It has been decades since I've been into that scene, but designing the stereo system for the GTM has my blood flowing again. I'm still using the same
cross-over, and amplifier from the H.S. days. It's just too clean sounding to sell + it's easy to configure with low speaker loads.

What type of music are you "blasting" these days?

The Stig
11-11-2013, 11:50 PM
What type of music are you "blasting" these days?

Pretty much anything but Rap/Hip Hop... I've just never really gotten it. Nothing against those who do, but for the life of me I just don't get it.

I listen to Jazz, Classic Rock, & Country more than anything else. I also like classical music when it's played on nice equipment.

CRAZYBOB
11-13-2013, 05:28 PM
Hey, sorry if I missed it somewhere in here.. But, did the bodywork and paint get done at a shop on another GTM chassis? And then the parts were installed later on yours? It looks great. Did you have any issues with fitment of the parts between the two frames? Thanks Bob

The Stig
11-15-2013, 04:04 PM
Hey, sorry if I missed it somewhere in here.. But, did the bodywork and paint get done at a shop on another GTM chassis? And then the parts were installed later on yours? It looks great. Did you have any issues with fitment of the parts between the two frames?

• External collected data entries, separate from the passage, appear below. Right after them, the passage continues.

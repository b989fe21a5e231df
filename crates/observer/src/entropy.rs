// Path: crates/observer/src/entropy.rs
//! Entropy sources: chain-derived, local random, cached and composite.

use async_trait::async_trait;
use base64::engine::general_purpose::URL_SAFE_NO_PAD;
use base64::Engine;
use futures::future::try_join_all;
use observer_api::chain::{BlockSource, HeightSource};
use observer_api::entropy::{EntropyContext, EntropySource};
use observer_types::error::ObserverError;
use observer_types::prelude::OptionExt;
use observer_types::{Entropy, Result};
use rand::rngs::OsRng;
use rand::RngCore;
use sha2::{Digest, Sha256};
use std::path::PathBuf;
use std::sync::Arc;
use tokio::sync::Mutex;

/// Bytes produced by [`RandomEntropySource`].
pub const RANDOM_ENTROPY_BYTES: usize = 256;

/// Hashes the identifiers of several consecutive blocks.
///
/// Sampling more than one block raises the cost of grinding a single block
/// hash. A missing block or identifier fails the call.
pub struct ChainEntropySource {
    heights: Arc<dyn HeightSource>,
    blocks: Arc<dyn BlockSource>,
    sampled_blocks: u64,
    blocks_offset: u64,
}

impl ChainEntropySource {
    /// Samples `sampled_blocks` blocks ending `blocks_offset` below the
    /// requested height.
    pub fn new(
        heights: Arc<dyn HeightSource>,
        blocks: Arc<dyn BlockSource>,
        sampled_blocks: u64,
        blocks_offset: u64,
    ) -> Self {
        Self {
            heights,
            blocks,
            sampled_blocks,
            blocks_offset,
        }
    }
}

#[async_trait]
impl EntropySource for ChainEntropySource {
    async fn get_entropy(&self, context: EntropyContext) -> Result<Entropy> {
        let height = match context.height {
            Some(height) => height,
            None => self.heights.get_height().await?,
        };

        let sampled = (0..self.sampled_blocks)
            .map(|i| {
                height
                    .checked_sub(self.blocks_offset + i)
                    .ok_or_else(|| {
                        ObserverError::InvalidInput(format!(
                            "height {height} too low to sample {} blocks at offset {}",
                            self.sampled_blocks, self.blocks_offset
                        ))
                    })
            })
            .collect::<Result<Vec<u64>>>()?;

        let blocks = try_join_all(
            sampled
                .iter()
                .map(|h| self.blocks.get_block_by_height(*h)),
        )
        .await?;

        let mut hasher = Sha256::new();
        for (block, h) in blocks.into_iter().zip(sampled) {
            let indep_hash = block
                .indep_hash
                .or_upstream(&format!("indep_hash for block {h}"))?;
            let bytes = URL_SAFE_NO_PAD
                .decode(indep_hash.trim_end_matches('='))
                .map_err(|e| {
                    ObserverError::UpstreamUnavailable(format!(
                        "block {h} has a malformed indep_hash: {e}"
                    ))
                })?;
            hasher.update(&bytes);
        }
        tracing::debug!(target: "entropy", height, sampled_blocks = self.sampled_blocks, "derived chain entropy");
        Ok(Entropy(hasher.finalize().to_vec()))
    }
}

/// Fresh cryptographically secure random bytes on every call.
#[derive(Debug, Default, Clone, Copy)]
pub struct RandomEntropySource;

#[async_trait]
impl EntropySource for RandomEntropySource {
    async fn get_entropy(&self, _context: EntropyContext) -> Result<Entropy> {
        let mut bytes = vec![0u8; RANDOM_ENTROPY_BYTES];
        OsRng.fill_bytes(&mut bytes);
        Ok(Entropy(bytes))
    }
}

/// Materializes the wrapped source's output to a file once and returns the
/// persisted bytes from then on.
pub struct CachedEntropySource {
    inner: Arc<dyn EntropySource>,
    path: PathBuf,
    cached: Mutex<Option<Entropy>>,
}

impl CachedEntropySource {
    /// Caches `inner` at `path`.
    pub fn new(inner: Arc<dyn EntropySource>, path: impl Into<PathBuf>) -> Self {
        Self {
            inner,
            path: path.into(),
            cached: Mutex::new(None),
        }
    }
}

#[async_trait]
impl EntropySource for CachedEntropySource {
    async fn get_entropy(&self, context: EntropyContext) -> Result<Entropy> {
        let mut cached = self.cached.lock().await;
        if let Some(entropy) = cached.as_ref() {
            return Ok(entropy.clone());
        }

        let entropy = if tokio::fs::try_exists(&self.path).await? {
            Entropy(tokio::fs::read(&self.path).await?)
        } else {
            let fresh = self.inner.get_entropy(context).await?;
            if let Some(parent) = self.path.parent() {
                tokio::fs::create_dir_all(parent).await?;
            }
            let tmp_path = self.path.with_extension("tmp");
            tokio::fs::write(&tmp_path, fresh.as_bytes()).await?;
            tokio::fs::rename(&tmp_path, &self.path).await?;
            tracing::info!(target: "entropy", path = %self.path.display(), "persisted new entropy cache");
            fresh
        };

        if entropy.as_bytes().is_empty() {
            return Err(ObserverError::Storage(format!(
                "entropy cache {} is empty",
                self.path.display()
            )));
        }
        *cached = Some(entropy.clone());
        Ok(entropy)
    }
}

/// Binds several sources together by hashing their outputs in source order.
pub struct CompositeEntropySource {
    sources: Vec<Arc<dyn EntropySource>>,
}

impl CompositeEntropySource {
    /// Combines `sources`. Order is significant.
    pub fn new(sources: Vec<Arc<dyn EntropySource>>) -> Self {
        Self { sources }
    }
}

#[async_trait]
impl EntropySource for CompositeEntropySource {
    async fn get_entropy(&self, context: EntropyContext) -> Result<Entropy> {
        let outputs = try_join_all(self.sources.iter().map(|s| s.get_entropy(context))).await?;
        let mut hasher = Sha256::new();
        for output in &outputs {
            hasher.update(output.as_bytes());
        }
        Ok(Entropy(hasher.finalize().to_vec()))
    }
}

#[cfg(test)]
mod tests {
    use super::*;
    use observer_types::gateway::BlockInfo;
    use std::collections::HashMap;
    use std::sync::atomic::{AtomicUsize, Ordering};
    use std::time::Duration;

    struct MockChain {
        height: u64,
        hashes: HashMap<u64, Option<String>>,
    }

    #[async_trait]
    impl HeightSource for MockChain {
        async fn get_height(&self) -> Result<u64> {
            Ok(self.height)
        }
    }

    #[async_trait]
    impl BlockSource for MockChain {
        async fn get_block_by_height(&self, height: u64) -> Result<BlockInfo> {
            match self.hashes.get(&height) {
                Some(hash) => Ok(BlockInfo {
                    indep_hash: hash.clone(),
                    timestamp: height * 120,
                }),
                None => Err(ObserverError::UpstreamUnavailable(format!("no block {height}"))),
            }
        }
    }

    fn chain(height: u64, hashes: &[(u64, Option<&str>)]) -> Arc<MockChain> {
        Arc::new(MockChain {
            height,
            hashes: hashes
                .iter()
                .map(|(h, id)| (*h, id.map(|b| URL_SAFE_NO_PAD.encode(b.as_bytes()))))
                .collect(),
        })
    }

    struct FixedSource {
        bytes: Vec<u8>,
        delay: Duration,
        calls: AtomicUsize,
    }

    impl FixedSource {
        fn new(bytes: &[u8], delay_ms: u64) -> Arc<Self> {
            Arc::new(Self {
                bytes: bytes.to_vec(),
                delay: Duration::from_millis(delay_ms),
                calls: AtomicUsize::new(0),
            })
        }
    }

    #[async_trait]
    impl EntropySource for FixedSource {
        async fn get_entropy(&self, _context: EntropyContext) -> Result<Entropy> {
            self.calls.fetch_add(1, Ordering::SeqCst);
            tokio::time::sleep(self.delay).await;
            Ok(Entropy(self.bytes.clone()))
        }
    }

    fn fixed(bytes: &[u8], delay_ms: u64) -> Arc<dyn EntropySource> {
        FixedSource::new(bytes, delay_ms)
    }

    #[tokio::test]
    async fn test_chain_entropy_hashes_blocks_in_descending_order() {
        let mock = chain(
            10,
            &[(10, Some("ten")), (9, Some("nine")), (8, Some("eight"))],
        );
        let source = ChainEntropySource::new(mock.clone(), mock, 3, 0);
        let entropy = source.get_entropy(EntropyContext::default()).await.unwrap();

        let expected = Sha256::new()
            .chain_update(b"ten")
            .chain_update(b"nine")
            .chain_update(b"eight")
            .finalize();
        assert_eq!(entropy.as_bytes(), expected.as_slice());
    }

    #[tokio::test]
    async fn test_chain_entropy_honours_height_and_offset() {
        let mock = chain(100, &[(48, Some("a")), (47, Some("b"))]);
        let source = ChainEntropySource::new(mock.clone(), mock, 2, 2);
        let entropy = source
            .get_entropy(EntropyContext::at_height(50))
            .await
            .unwrap();
        let expected = Sha256::new().chain_update(b"a").chain_update(b"b").finalize();
        assert_eq!(entropy.as_bytes(), expected.as_slice());
    }

    #[tokio::test]
    async fn test_chain_entropy_fails_on_missing_identifier() {
        let mock = chain(5, &[(5, Some("x")), (4, None)]);
        let source = ChainEntropySource::new(mock.clone(), mock, 2, 0);
        let err = source
            .get_entropy(EntropyContext::default())
            .await
            .unwrap_err();
        assert!(matches!(err, ObserverError::UpstreamUnavailable(_)));
    }

    #[tokio::test]
    async fn test_chain_entropy_fails_below_genesis() {
        let mock = chain(1, &[(1, Some("x")), (0, Some("y"))]);
        let source = ChainEntropySource::new(mock.clone(), mock, 3, 0);
        assert!(source.get_entropy(EntropyContext::default()).await.is_err());
    }

    #[tokio::test]
    async fn test_random_entropy_length() {
        let a = RandomEntropySource
            .get_entropy(EntropyContext::default())
            .await
            .unwrap();
        let b = RandomEntropySource
            .get_entropy(EntropyContext::default())
            .await
            .unwrap();
        assert_eq!(a.as_bytes().len(), RANDOM_ENTROPY_BYTES);
        assert_ne!(a, b);
    }

    #[tokio::test]
    async fn test_cached_entropy_persists_and_reuses() {
        let dir = tempfile::tempdir().unwrap();
        let path = dir.path().join("nested").join("entropy");

        let first = CachedEntropySource::new(Arc::new(RandomEntropySource), &path);
        let a = first.get_entropy(EntropyContext::default()).await.unwrap();
        let b = first.get_entropy(EntropyContext::default()).await.unwrap();
        assert_eq!(a, b);

        // A new instance over the same file returns the persisted bytes.
        let inner = FixedSource::new(b"never used", 0);
        let second = CachedEntropySource::new(inner.clone(), &path);
        let c = second.get_entropy(EntropyContext::default()).await.unwrap();
        assert_eq!(a, c);
        assert_eq!(inner.calls.load(Ordering::SeqCst), 0);
    }

    #[tokio::test]
    async fn test_cached_entropy_ignores_partial_tmp_file() {
        let dir = tempfile::tempdir().unwrap();
        let path = dir.path().join("entropy");
        tokio::fs::write(path.with_extension("tmp"), b"trunc").await.unwrap();

        let inner = FixedSource::new(b"complete secret", 0);
        let cached = CachedEntropySource::new(inner.clone(), &path);
        let entropy = cached.get_entropy(EntropyContext::default()).await.unwrap();
        assert_eq!(entropy.as_bytes(), b"complete secret");
        assert_eq!(inner.calls.load(Ordering::SeqCst), 1);
        assert_eq!(tokio::fs::read(&path).await.unwrap(), b"complete secret");
        assert!(!tokio::fs::try_exists(path.with_extension("tmp")).await.unwrap());
    }

    #[tokio::test]
    async fn test_composite_depends_on_every_source() {
        let base = CompositeEntropySource::new(vec![
            fixed(b"chain", 0),
            fixed(b"local", 0),
        ]);
        let chain_changed = CompositeEntropySource::new(vec![
            fixed(b"chain2", 0),
            fixed(b"local", 0),
        ]);
        let local_changed = CompositeEntropySource::new(vec![
            fixed(b"chain", 0),
            fixed(b"local2", 0),
        ]);
        let ctx = EntropyContext::default();
        let a = base.get_entropy(ctx).await.unwrap();
        assert_ne!(a, chain_changed.get_entropy(ctx).await.unwrap());
        assert_ne!(a, local_changed.get_entropy(ctx).await.unwrap());
    }

    #[tokio::test]
    async fn test_composite_hashes_in_source_order_not_completion_order() {
        let ctx = EntropyContext::default();
        let slow_first = CompositeEntropySource::new(vec![
            fixed(b"first", 30),
            fixed(b"second", 0),
        ]);
        let fast_first = CompositeEntropySource::new(vec![
            fixed(b"first", 0),
            fixed(b"second", 30),
        ]);
        let expected = Sha256::new()
            .chain_update(b"first")
            .chain_update(b"second")
            .finalize();
        assert_eq!(
            slow_first.get_entropy(ctx).await.unwrap().as_bytes(),
            expected.as_slice()
        );
        assert_eq!(
            fast_first.get_entropy(ctx).await.unwrap().as_bytes(),
            expected.as_slice()
        );
    }
}
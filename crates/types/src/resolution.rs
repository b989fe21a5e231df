// Path: crates/types/src/resolution.rs
//! Resolution fingerprints produced by probing one name on one host.

use serde::{Deserialize, Serialize};

/// Wall-clock durations of the requests made for one probe, in milliseconds.
#[derive(Debug, Clone, Copy, Default, PartialEq, Eq, Serialize, Deserialize)]
#[serde(rename_all = "camelCase")]
pub struct ProbeTimings {
    /// Duration of the initial `HEAD` request.
    pub head_ms: u64,
    /// Duration of the body (or range) fetches.
    pub fetch_ms: u64,
    /// Total duration of the probe.
    pub total_ms: u64,
}

/// A comparable summary of how a host resolved a name.
///
/// Every content field is `None` when the host answered `404`.
#[derive(Debug, Clone, Default, PartialEq, Eq, Serialize, Deserialize)]
#[serde(rename_all = "camelCase")]
pub struct ResolutionFingerprint {
    /// HTTP status of the `HEAD` request.
    pub status_code: Option<u16>,
    /// The `X-ArNS-Resolved-Id` header.
    pub resolved_id: Option<String>,
    /// The `X-ArNS-TTL-Seconds` header.
    pub ttl_seconds: Option<String>,
    /// The `Content-Type` header of the body fetch.
    pub content_type: Option<String>,
    /// The content length the sampling decision was based on.
    pub content_length: Option<u64>,
    /// base64url (unpadded) SHA-256 over the sampled content bytes.
    pub data_hash_digest: Option<String>,
    /// Request durations, absent for fingerprints not produced by a probe.
    pub timings: Option<ProbeTimings>,
}

impl ResolutionFingerprint {
    /// The fingerprint of a host that does not know the name.
    pub fn not_found(timings: ProbeTimings) -> Self {
        Self {
            status_code: Some(404),
            timings: Some(timings),
            ..Default::default()
        }
    }

    /// Lists every compared field that differs from `reference`.
    ///
    /// Content length is not compared; the prober already samples the gateway
    /// using the reference's length.
    pub fn mismatches(&self, reference: &ResolutionFingerprint) -> Vec<&'static str> {
        let mut fields = Vec::new();
        if self.resolved_id != reference.resolved_id {
            fields.push("resolvedId");
        }
        if self.ttl_seconds != reference.ttl_seconds {
            fields.push("ttlSeconds");
        }
        if self.content_type != reference.content_type {
            fields.push("contentType");
        }
        if self.data_hash_digest != reference.data_hash_digest {
            fields.push("dataHashDigest");
        }
        fields
    }
}
// Path: crates/telemetry/src/http.rs
use axum::{
    body::Bytes,
    error_handling::HandleErrorLayer,
    http::{header::CONTENT_TYPE, HeaderName, StatusCode},
    routing::get,
    Router,
};
use prometheus::{Encoder, TextEncoder};
use std::sync::atomic::{AtomicBool, Ordering};
use std::{net::SocketAddr, time::Duration};
use tokio::signal;
use tower::{BoxError, ServiceBuilder};
use tower_http::trace::TraceLayer;

static READY: AtomicBool = AtomicBool::new(false);

/// Flags the node as ready; `/readyz` answers `503` until this is called.
pub fn mark_ready() {
    READY.store(true, Ordering::Release);
}

async fn metrics_handler() -> ([(HeaderName, String); 1], Bytes) {
    let encoder = TextEncoder::new();
    let metric_families = prometheus::gather();
    let mut buf = Vec::with_capacity(1 << 16);
    if let Err(e) = encoder.encode(&metric_families, &mut buf) {
        tracing::error!(error=%e, "Failed to encode prometheus metrics");
    }
    (
        [(CONTENT_TYPE, encoder.format_type().to_string())],
        buf.into(),
    )
}

async fn healthz_handler() -> &'static str {
    "OK"
}

async fn readyz_handler() -> (StatusCode, &'static str) {
    if READY.load(Ordering::Acquire) {
        (StatusCode::OK, "OK")
    } else {
        (StatusCode::SERVICE_UNAVAILABLE, "starting")
    }
}

async fn handle_service_error(err: BoxError) -> (StatusCode, String) {
    if err.is::<tower::timeout::error::Elapsed>() {
        (StatusCode::REQUEST_TIMEOUT, "Request timed out".to_string())
    } else {
        (
            StatusCode::INTERNAL_SERVER_ERROR,
            format!("Unhandled internal error: {}", err),
        )
    }
}

fn router() -> Router {
    Router::new()
        .route("/metrics", get(metrics_handler))
        .route("/healthz", get(healthz_handler))
        .route("/readyz", get(readyz_handler))
        .layer(
            ServiceBuilder::new()
                .layer(HandleErrorLayer::new(handle_service_error))
                .layer(TraceLayer::new_for_http())
                .load_shed()
                .concurrency_limit(8)
                .timeout(Duration::from_secs(2)),
        )
}

/// Serves the telemetry endpoints on `addr` until CTRL+C.
pub async fn run_server(addr: SocketAddr) {
    let listener = match tokio::net::TcpListener::bind(addr).await {
        Ok(l) => l,
        Err(e) => {
            tracing::error!(target = "telemetry", error = %e, "Failed to bind telemetry http server");
            return;
        }
    };
    match listener.local_addr() {
        Ok(local) => tracing::info!(target = "telemetry", addr = %local, "listening"),
        Err(e) => tracing::warn!(target = "telemetry", error = %e, "listening on unknown address"),
    }

    let graceful = axum::serve(listener, router().into_make_service()).with_graceful_shutdown(async {
        if let Err(e) = signal::ctrl_c().await {
            tracing::error!(target = "telemetry", error = %e, "Failed to install CTRL+C handler");
        }
        tracing::info!(target = "telemetry", "shutting down gracefully");
    });

    if let Err(e) = graceful.await {
        tracing::error!(target="telemetry", error=%e, "server error");
    }
}
// Path: crates/types/src/lib.rs
#![forbid(unsafe_code)]
#![deny(missing_docs)]
#![cfg_attr(
    not(test),
    deny(
        clippy::unwrap_used,
        clippy::expect_used,
        clippy::panic,
        clippy::unimplemented,
        clippy::todo,
        clippy::indexing_slicing
    )
)]

//! # Observer Types
//!
//! The foundational library for the observer node: the report data model,
//! the error taxonomy and the configuration structures.
//!
//! ## Architectural Role
//!
//! `observer-types` has minimal dependencies and every other crate in the
//! workspace depends on it, which keeps the report structure canonical across
//! the builder, the publish sinks and the HTTP collaborators.

/// Content sampled per probe on the direct-stream path.
pub const MAX_STREAMED_BYTES: u64 = 1024 * 1024; // 1 MiB

/// A top-level, crate-wide `Result` type alias with a default error type.
pub type Result<T, E = crate::error::ObserverError> = std::result::Result<T, E>;

/// Name, ownership and gateway assessment records.
pub mod assessment;
/// Node configuration structures.
pub mod config;
/// Epoch boundaries.
pub mod epoch;
/// The observer error taxonomy.
pub mod error;
/// Gateway registrations and chain blocks.
pub mod gateway;
/// A prelude containing useful extension traits like `OptionExt`.
pub mod prelude;
/// The versioned observer report and pipeline accumulator.
pub mod report;
/// Resolution fingerprints.
pub mod resolution;

/// Opaque entropy bytes.
#[derive(Debug, Clone, PartialEq, Eq, Hash)]
pub struct Entropy(pub Vec<u8>);

impl Entropy {
    /// The raw bytes.
    pub fn as_bytes(&self) -> &[u8] {
        &self.0
    }
}

impl AsRef<[u8]> for Entropy {
    fn as_ref(&self) -> &[u8] {
        &self.0
    }
}
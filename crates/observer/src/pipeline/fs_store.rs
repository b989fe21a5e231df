// Path: crates/observer/src/pipeline/fs_store.rs
//! Reports persisted as `{epoch_start_height}.json` under one directory.

use async_trait::async_trait;
use observer_api::publish::{ReportSink, ReportStore};
use observer_types::report::{ObserverReport, ReportInfo};
use observer_types::Result;
use std::path::{Path, PathBuf};

/// Durable, write-once report store.
///
/// The first report saved for an epoch wins; later saves for the same epoch
/// get the persisted copy back. Assumes a single writing process.
#[derive(Debug, Clone)]
pub struct FsReportStore {
    dir: PathBuf,
}

impl FsReportStore {
    /// A store rooted at `dir`. The directory is created on first save.
    pub fn new(dir: impl Into<PathBuf>) -> Self {
        Self { dir: dir.into() }
    }

    fn report_path(&self, epoch_start_height: u64) -> PathBuf {
        self.dir.join(format!("{epoch_start_height}.json"))
    }

    async fn read(path: &Path) -> Result<ObserverReport> {
        let bytes = tokio::fs::read(path).await?;
        Ok(serde_json::from_slice(&bytes)?)
    }
}

#[async_trait]
impl ReportSink for FsReportStore {
    async fn save_report(&self, info: ReportInfo) -> Result<ReportInfo> {
        let epoch_start_height = info.report.epoch_start_height;
        let path = self.report_path(epoch_start_height);
        if tokio::fs::try_exists(&path).await? {
            tracing::info!(
                target: "pipeline",
                epoch_start_height,
                path = %path.display(),
                "report already persisted, keeping stored copy"
            );
            let report = Self::read(&path).await?;
            return Ok(ReportInfo { report, ..info });
        }

        tokio::fs::create_dir_all(&self.dir).await?;
        let tmp = path.with_extension("json.tmp");
        tokio::fs::write(&tmp, serde_json::to_vec(&info.report)?).await?;
        tokio::fs::rename(&tmp, &path).await?;
        tracing::info!(
            target: "pipeline",
            epoch_start_height,
            path = %path.display(),
            "report persisted"
        );
        Ok(info)
    }
}

#[async_trait]
impl ReportStore for FsReportStore {
    async fn get_report(&self, epoch_start_height: u64) -> Result<Option<ObserverReport>> {
        let path = self.report_path(epoch_start_height);
        if !tokio::fs::try_exists(&path).await? {
            return Ok(None);
        }
        Self::read(&path).await.map(Some)
    }

    async fn latest_report(&self) -> Result<Option<ObserverReport>> {
        if !tokio::fs::try_exists(&self.dir).await? {
            return Ok(None);
        }
        let mut entries = tokio::fs::read_dir(&self.dir).await?;
        let mut latest: Option<u64> = None;
        while let Some(entry) = entries.next_entry().await? {
            let path = entry.path();
            if path.extension().and_then(|e| e.to_str()) != Some("json") {
                continue;
            }
            let height = path
                .file_stem()
                .and_then(|s| s.to_str())
                .and_then(|s| s.parse::<u64>().ok());
            if let Some(height) = height {
                latest = latest.max(Some(height));
            }
        }
        match latest {
            Some(height) => self.get_report(height).await,
            None => Ok(None),
        }
    }
}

Thanks Bob
Hi Bob. Yes, Whitby's had a GTM chassis with the body mounted. Most of the work was done to the body while it was mounted onto that chassis, until it was time for paint. When the body came back from the paint shop, it was mounted onto my chassis. There were no alignment issues that wouldn't have been present on my chassis...

When the car was delivered to my house, Jeff picked up the body from my kit.

I spoke about this on the first page or so of this thread.

Hope this helps. Mike

LCD Gauges
11-18-2013, 02:52 AM
Pretty much anything but Rap/Hip Hop... I've just never really gotten it. Nothing against those who do, but for the life of me I just don't get it.

I listen to Jazz, Classic Rock, & Country more than anything else. I also like classical music when it's played on nice equipment.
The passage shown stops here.